Легко глумиться над огрехами Конмаля. Это наивные промахи великого первооткрывателя. Слишком много времени проводил он в библиотеке и слишком мало средь отроков и юношей. Писателям следует видеть мир, срывать его фиги и персики, а не сидеть, размышляя, в башне из желтой слоновой кости, — что, к слову, было также и ошибкой Джона Шейда.
Не следует забывать, что Конмаль приступил к выполнению своей ошеломительной задачи в ту пору, когда земблянам не был доступен ни единый английский автор за вычетом Джейн де Фоун, десятитомной романистки, чьи творения, как ни странно, в Англии неизвестны, да Байрона в нескольких отрывках, переведенных с французского.

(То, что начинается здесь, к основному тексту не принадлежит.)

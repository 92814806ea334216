use reqwest::{RequestBuilder, Response, StatusCode};
use secrecy::{ExposeSecret, Secret};
use serde::de::DeserializeOwned;
use std::sync::RwLock;
use std::time::Duration;

use crate::core::{ApiEnvelope, AppConfig, AppError};

/// Shared HTTP client for the backend API. Holds the base URL, the
/// bounded timeouts and the bearer credential; the credential cell is
/// written only by the session store.
pub struct ApiClient {
    http: reqwest::Client,
    base_url: String,
    upload_timeout: Duration,
    bearer: RwLock<Option<Secret<String>>>,
}

impl ApiClient {
    pub fn build(config: &AppConfig) -> Result<Self, anyhow::Error> {
        let http = reqwest::Client::builder()
            .timeout(config.backend_api.request_timeout())
            .build()?;

        Ok(Self {
            http,
            base_url: config.backend_api.base_url.trim_end_matches('/').to_string(),
            upload_timeout: config.upload.request_timeout(),
            bearer: RwLock::new(None),
        })
    }

    pub fn base_url(&self) -> &str {
        &self.base_url
    }

    pub fn upload_timeout(&self) -> Duration {
        self.upload_timeout
    }

    pub(crate) fn set_bearer(&self, token: Option<Secret<String>>) {
        if let Ok(mut bearer) = self.bearer.write() {
            *bearer = token;
        }
    }

    pub fn has_bearer(&self) -> bool {
        self.bearer
            .read()
            .map(|bearer| bearer.is_some())
            .unwrap_or(false)
    }

    fn endpoint(&self, path: &str) -> String {
        format!("{}{}", self.base_url, path)
    }

    fn authorize(&self, builder: RequestBuilder) -> RequestBuilder {
        match self.bearer.read() {
            Ok(bearer) => match bearer.as_ref() {
                Some(token) => builder.bearer_auth(token.expose_secret()),
                None => builder,
            },
            Err(_) => builder,
        }
    }

    pub(crate) fn get(&self, path: &str) -> RequestBuilder {
        self.authorize(self.http.get(self.endpoint(path)))
    }

    pub(crate) fn post(&self, path: &str) -> RequestBuilder {
        self.authorize(self.http.post(self.endpoint(path)))
    }

    pub(crate) fn put(&self, path: &str) -> RequestBuilder {
        self.authorize(self.http.put(self.endpoint(path)))
    }

    pub(crate) fn delete(&self, path: &str) -> RequestBuilder {
        self.authorize(self.http.delete(self.endpoint(path)))
    }

    /// Sends the request and unwraps the `{success, data, ...}`
    /// envelope into `T`.
    pub(crate) async fn execute<T: DeserializeOwned>(
        &self,
        builder: RequestBuilder,
    ) -> Result<T, AppError> {
        let response = builder.send().await.map_err(AppError::from)?;
        Self::decode(response).await
    }

    /// Same as [`execute`](Self::execute) for endpoints whose success
    /// reply carries no data block.
    pub(crate) async fn execute_empty(&self, builder: RequestBuilder) -> Result<(), AppError> {
        let response = builder.send().await.map_err(AppError::from)?;
        let status = response.status();
        let body = response.text().await.map_err(AppError::from)?;

        if status == StatusCode::UNAUTHORIZED {
            return Err(AppError::unauthorized(failure_message(&body, "Sessão expirada")));
        }

        let envelope: ApiEnvelope<serde_json::Value> = serde_json::from_str(&body)?;
        if status.is_success() && envelope.success {
            return Ok(());
        }
        let message = envelope.failure_message();
        Err(AppError {
            error_type: crate::core::AppErrorType::ApiError {
                code: status.as_u16().to_string(),
                message: message.clone(),
            },
            message: Some(message),
            cause: None,
        })
    }

    async fn decode<T: DeserializeOwned>(response: Response) -> Result<T, AppError> {
        let status = response.status();
        let body = response.text().await.map_err(AppError::from)?;

        if status == StatusCode::UNAUTHORIZED {
            return Err(AppError::unauthorized(failure_message(&body, "Sessão expirada")));
        }
        if status == StatusCode::NOT_FOUND {
            return Err(AppError::not_found(failure_message(
                &body,
                "O recurso solicitado não foi encontrado",
            )));
        }

        crate::core::parse_envelope(&body, status.as_u16())
    }
}

/// Pulls the server's own wording out of an error body, falling back
/// to a generic message when the body is not the usual envelope.
fn failure_message(body: &str, fallback: &str) -> String {
    serde_json::from_str::<ApiEnvelope<serde_json::Value>>(body)
        .map(|envelope| envelope.failure_message())
        .unwrap_or_else(|_| fallback.to_string())
}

Мужчина крупный, неповоротливый и напрочь лишенный страстей, помимо страсти к поэзии, он редко покидал свой хорошо протопленный замок с пятьюдесятью тысячами коронованных книг, — известно, что однажды он два года провалялся в постели: читал, писал, а после, хорошо отдохнувший, навестил Лондон в первый и единственный раз, но погода там стояла туманная, языка он понять не сумел и потому еще на год вернулся в постель.
Английский язык так и оставался исключительной привилегией Конмаля, а его «Шакспер» пребывал неуязвимым в большую часть его долгой жизни. Маститый Дюк славился благородством своих творений, и мало кто набирался духу осведомиться об их точности. Я сам так и не осмелился их проверить. Один бессердечный член Академии, решившийся на это, в итоге лишился места, да еще получил от Конмаля жестокий нагоняй в виде удивительного сонета, написанного прямо на красочном, пусть и не совсем верном английском; этот сонет начинался так:
Нет, критик, я не раб! Пусть сам ты раб.
А мне нельзя. Шекспир не разрешает.
Пусть копиист аканты малевает, —
Мы с Мастером распишем архитрав.
Строка 991: Подковы
Ни Шейд, ни я так и не сумели установить, откуда именно долетали к нам эти звенящие звуки, — какое из пяти семейств, обитавших за дорогой на нижних уступах нашего лесистого холма, через вечер на другой развлекалось метанием подков, — но томительный лязг и бряцание вносили приятно меланхолическую ноту в вечернее звучание Далвичского холма — в переголосицу ребятишек, в зазывные клики родителей, в упоенный лай приветствующего хозяина боксера, которого соседи в большинстве недолюбливали (он переворачивал мусорные бачки).
Именно это месиво металлических мелодий и окружило меня в тот роковой, чересчур лучезарный вечер 21 июля, когда, с ревом примчавшись в моей мощной машине из библиотеки, я сразу пошел взглянуть, что поделывает мой милый сосед. Я только что встретил Сибил, катившую в город, и оттого питал кое-какие надежды на вечер. Право же, я очень напоминал запостившегося, опасливого любовника, пользующегося тем, что молодой муж остался дома один!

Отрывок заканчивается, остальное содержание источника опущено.